Pity is what carries us without reflection to the aid of those we see suffering. Pity is what, in the state of nature, takes the place of laws, mores, and virtue, with the advantage that no one is tempted to disobey its sweet voice (392).

It’s absurd to think that wandering around the forest, clad only with liberty and a loincloth, ungoverned by any laws, man exists in a more ideal state than the one associated with civil society. However, my personal experiences concerning the extent to which pity can incline a person to feel obligated to act kindly and righteously have made me genuinely consider this idea.

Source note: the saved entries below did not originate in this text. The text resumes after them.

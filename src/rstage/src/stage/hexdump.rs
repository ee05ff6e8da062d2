/// Classic two-group hex dump used by the viewer output.
pub struct HexDump {
    pub row_len: usize,
    pub group_len: usize,
    pub with_addr: bool,
}

impl Default for HexDump {
    fn default() -> HexDump {
        HexDump::new()
    }
}

impl HexDump {
    pub fn new() -> HexDump {
        HexDump {
            row_len: 16,
            group_len: 8,
            with_addr: true,
        }
    }

    /// Single-row form for short values: one 8-byte group, no address.
    pub fn short() -> HexDump {
        HexDump {
            row_len: 8,
            group_len: 8,
            with_addr: false,
        }
    }

    fn hex(group: &[u8]) -> String {
        group
            .iter()
            .map(|b| format!("{b:02x}"))
            .collect::<Vec<_>>()
            .join(" ")
    }

    fn text(group: &[u8]) -> String {
        // 32 to 126 are the printable ASCII characters.
        group
            .iter()
            .map(|&b| if (32..=126).contains(&b) { b as char } else { '.' })
            .collect()
    }

    pub fn lines(&self, data: &[u8]) -> Vec<String> {
        let mut lines = Vec::new();
        for (row_idx, row) in data.chunks(self.row_len).enumerate() {
            let mut hex_cols = Vec::new();
            let mut text_cols = String::new();
            for start in (0..self.row_len).step_by(self.group_len) {
                let end = (start + self.group_len).min(row.len());
                let group = if start < row.len() { &row[start..end] } else { &[][..] };
                hex_cols.push(format!("{:23}", Self::hex(group)));
                text_cols.push_str(&Self::text(group));
            }
            let body = format!("{}  |{}|", hex_cols.join("  "), text_cols);
            if self.with_addr {
                lines.push(format!("{:04x}  {}", row_idx * self.row_len, body));
            } else {
                lines.push(body);
            }
        }
        lines
    }

    pub fn dump(&self, data: &[u8]) -> String {
        self.lines(data).join("\n")
    }
}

I believe it is agreeable to say that most or all of us feel pity at some point or another. However, it is the argument of whether or not we always chose to act on this pity that could potentially determine whether or not the natural state really is more peaceful and pleasurable than civil society’s. My account is a subjective one, and it is quite possible that it pertains solely to me. Even beyond the fact that my situation is unique and probably not applicable to most everyone – it probably is not applicable to me circa three weeks ago. I was in a heightened emotional state, and before my bad news I rarely took time to donate change to homeless individuals even when I felt pity for them. We certainly all feel pity, but it is debatable whether or not we could act on it to the extent of replacing the very laws that govern us – allowing for a peaceful state of nature such as the one Rousseau envisions. I guess the only thing that can really be taken away is that pity has the potential to make a deep impact on the decisions and choices we make – and there is a possibility that it could serve as a replacement for laws within the natural state of man. If this were true, Rousseau’s views on the ideals found within the natural state of man would be somewhat legitimized along with what he writes about political and moral issues within civil society. We shouldn’t necessarily agree with Rousseau, but it probably wouldn’t hurt to consider that he might actually be right.

 

2 Comments
  1. jptrue permalink
    November 2, 2010 12:10 PM

    Your discussion of acting on our feelings of pity is an interesting topic. One thought I wanted to contribute to your post was the role of reason and egocentrism influencing our actions. For example,Locke would argue that its good that we decide to help someone because we pity them. Doing so helped keep us in a state of nature for so long. But what if the motivation behind this assistance was to make ourselves look good. Is boosting your self image by helping others really a bad thing? I think Locke would say yes because it lead to competition and reliance amongst humans. However, I’m not sure if I agree that its so bad. For example, is it really a bad thing that companies perform charity work in order to gain good PR? Its a interesting perspective that I think we need to consider when discussing inaction/action.

  2. hadohe permalink
    November 5, 2010 2:53 PM

    I really enjoyed this post because Rousseau’s state of nature is very different from Hobbes’, which I personally did not enjoy.The key word that think should be associated with pity is “equality”; without it, pity can arguably be impossible. Like in Rousseau’s state of nature, we are equal in that we are all self-interested, self-preserving individuals. The unfortunate news concerning your health may have aided in your realization of this “equality” with others who are ill. Your pity is not at all “self-interested,” but at a level in which you can “equally” sympathize with another individual who may be in a similar situation. Reason and pity conflict with each other in that the former is a “societal-based” quality and the other originates from “the state of nature”. Once your pity overcame your reason, and you were theoretically “equalized” with another patient’s sickness, you dipped back into Rousseau’s version of the state of nature.